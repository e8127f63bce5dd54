// Copyright (c) 2025-2026, Tom Ouellette
// Licensed under the Apache License, Version 2.0 (the "License");
// you may not use this file except in compliance with the License.
// A copy of the License has been included in the root of the repository.

pub mod datasets;
pub mod evaluate;
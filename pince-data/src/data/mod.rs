// Copyright (c) 2025-2026, Tom Ouellette
// Licensed under the Apache License, Version 2.0 (the "License");
// you may not use this file except in compliance with the License.
// A copy of the License has been included in the root of the repository.

mod annotation;
mod dataset;
mod datasets;

pub use annotation::{parse_cornell_grasps, read_cornell_grasps};
pub use annotation::{parse_jacquard_grasps, read_jacquard_grasps};
pub use dataset::GraspDataset;
pub use datasets::GraspDatasets;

> What is required
The expected answer is an exact copy of the lines beginning at the one with "mod annotation;" and running to the end of the entries above.

> Output
mod annotation;
mod dataset;
mod datasets;

pub use annotation::{parse_cornell_grasps, read_cornell_grasps};
pub use annotation::{parse_jacquard_grasps, read_jacquard_grasps};
pub use dataset::GraspDataset;
pub use datasets::GraspDatasets;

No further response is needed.